Lucas Monroe was one of three Quakers to play 40 or more minutes for Penn in its 85-80 loss to Big 5 foe Saint Joseph’s at the Palestra Wednesday night. Monroe logged a team-high 43 minutes, posting 16 rebounds, seven points, three blocks and two steals. But it wasn’t enough to keep Penn from running out of gas down the stretch. (Photo by Erica Denhoff)

It’s not often that a team manages to lose a game in which it goes on a 21-2 run, but Penn did just that on Wednesday night, dropping its Big 5 opener to Saint Joseph’s in overtime at the Palestra, 85-80.

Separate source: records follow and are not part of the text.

//! Best-of-N reads across replica tiers.
//!
//! Every replica tier is read independently, each candidate is decoded and
//! scored against the key's schema, and the largest non-empty candidate
//! wins. Ties go to the higher-priority tier. Loading never writes.
//!
//! Size is the only freshness signal: a larger but older replica beats a
//! smaller newer one. Reconcile passes narrow that window by rewriting the
//! winner everywhere.
//!
//! Candidates go through [`crate::schema::decode`], so a stored string whose
//! text is a JSON list or map comes back as that list or map.

use std::fmt::Write as _;
use std::sync::Arc;

use serde::Serialize;
use serde_json::Value;
use tracing::debug;

use crate::backend::{TierId, TierSet};
use crate::facade::KvFacade;
use crate::key::LogicalKey;
use crate::schema::{SchemaRegistry, ABSENT_SCORE};
use crate::tombstone::TombstoneRegistry;

/// The winning replica of one load.
#[derive(Debug, Clone, PartialEq, Serialize)]
pub struct ReconciledValue {
    pub value: Value,
    pub origin: TierId,
    pub score: i64,
    /// Exact stored text of the winner.
    #[serde(skip)]
    pub raw: String,
}

/// Score of one tier's copy during a load.
#[derive(Debug, Clone, PartialEq, Eq, Serialize)]
pub struct CandidateScore {
    pub tier: TierId,
    pub score: i64,
}

pub struct ReplicaLoader {
    tiers: TierSet,
    selected: TierId,
    facade: Arc<KvFacade>,
    schemas: Arc<SchemaRegistry>,
    tombstones: TombstoneRegistry,
}

impl ReplicaLoader {
    /// `tiers` must already enforce tombstones on reads.
    #[must_use]
    pub fn new(
        tiers: TierSet,
        selected: TierId,
        facade: Arc<KvFacade>,
        schemas: Arc<SchemaRegistry>,
        tombstones: TombstoneRegistry,
    ) -> Self {
        Self {
            tiers,
            selected,
            facade,
            schemas,
            tombstones,
        }
    }

    /// Tiers consulted for every load, highest priority first.
    #[must_use]
    pub fn sources(&self) -> Vec<TierId> {
        let mut sources: Vec<TierId> = TierId::REPLICAS
            .into_iter()
            .filter(|tier| self.tiers.contains(*tier))
            .collect();
        if !self.selected.is_replica() && self.tiers.contains(self.selected) {
            sources.push(self.selected);
        }
        sources
    }

    /// Best value for `key`, or `fallback` when no tier holds a usable one.
    #[must_use]
    pub fn load(&self, key: &LogicalKey, fallback: Value) -> Value {
        self.load_detailed(key).map_or(fallback, |winner| winner.value)
    }

    #[must_use]
    pub fn load_detailed(&self, key: &LogicalKey) -> Option<ReconciledValue> {
        self.load_with_scores(key).0
    }

    /// Winner plus the score every source produced.
    #[must_use]
    pub fn load_with_scores(&self, key: &LogicalKey) -> (Option<ReconciledValue>, Vec<CandidateScore>) {
        let schema = self.schemas.get(key.as_str());
        let mut best: Option<ReconciledValue> = None;
        let mut scores = Vec::new();

        let mut consider = |tier: TierId, raw: Option<String>| {
            let accepted = raw
                .as_deref()
                .and_then(|text| schema.accept(text).map(|value| (text, value)));
            let score = accepted.as_ref().map_or(ABSENT_SCORE, |(_, v)| v.score());
            scores.push(CandidateScore { tier, score });
            if let Some((text, value)) = accepted {
                if best.as_ref().is_none_or(|current| score > current.score) {
                    best = Some(ReconciledValue {
                        value: value.into_json(),
                        origin: tier,
                        score,
                        raw: text.to_string(),
                    });
                }
            }
        };

        for tier in self.sources() {
            let Some(backend) = self.tiers.get(tier) else {
                continue;
            };
            let raw = backend.get(key.as_str()).unwrap_or_else(|e| {
                debug!(%tier, key = %key, error = %e, "replica unreadable");
                None
            });
            consider(tier, raw);
        }
        if !self.tombstones.suppresses(key.as_str()) {
            if let Some(parked) = self.facade.shadowed(key.as_str()) {
                consider(TierId::Memory, Some(parked));
            }
        }

        let mut summary = String::new();
        for candidate in &scores {
            let _ = write!(summary, "{}={} ", candidate.tier, candidate.score);
        }
        debug!(
            key = %key,
            candidates = summary.trim_end(),
            winner = best.as_ref().map(|b| b.origin.as_str()).unwrap_or("none"),
            "replica load"
        );

        (best, scores)
    }
}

The Quakers (5-5) dominated the Hawks for 25 minutes, but that simply wasn’t enough. Saint Joseph’s (3-3) clawed back from a 14-point second half deficit on the back of some ramped-up defensive intensity, using ball-side pressure to disrupt Penn’s dribble handoffs and passing. Couple that with some three-point shooting progression to the mean, and you have a recipe for a comeback.

Despite everything, Penn held leads with 77 seconds left in regulation, 1:55 left in overtime and 1:00 left in overtime. Even after giving up the lead for good, the Quakers had four possessions in the final 56 seconds of overtime with a chance to win or extend the game.

Three open looks from long range did not go down for Jonah Charles or Clark Slajchert, while a fourth chance was wiped away by a debatable charge call on sophomore swingman Eddie Holland III.

What did Penn fans learn from an excruciating defeat?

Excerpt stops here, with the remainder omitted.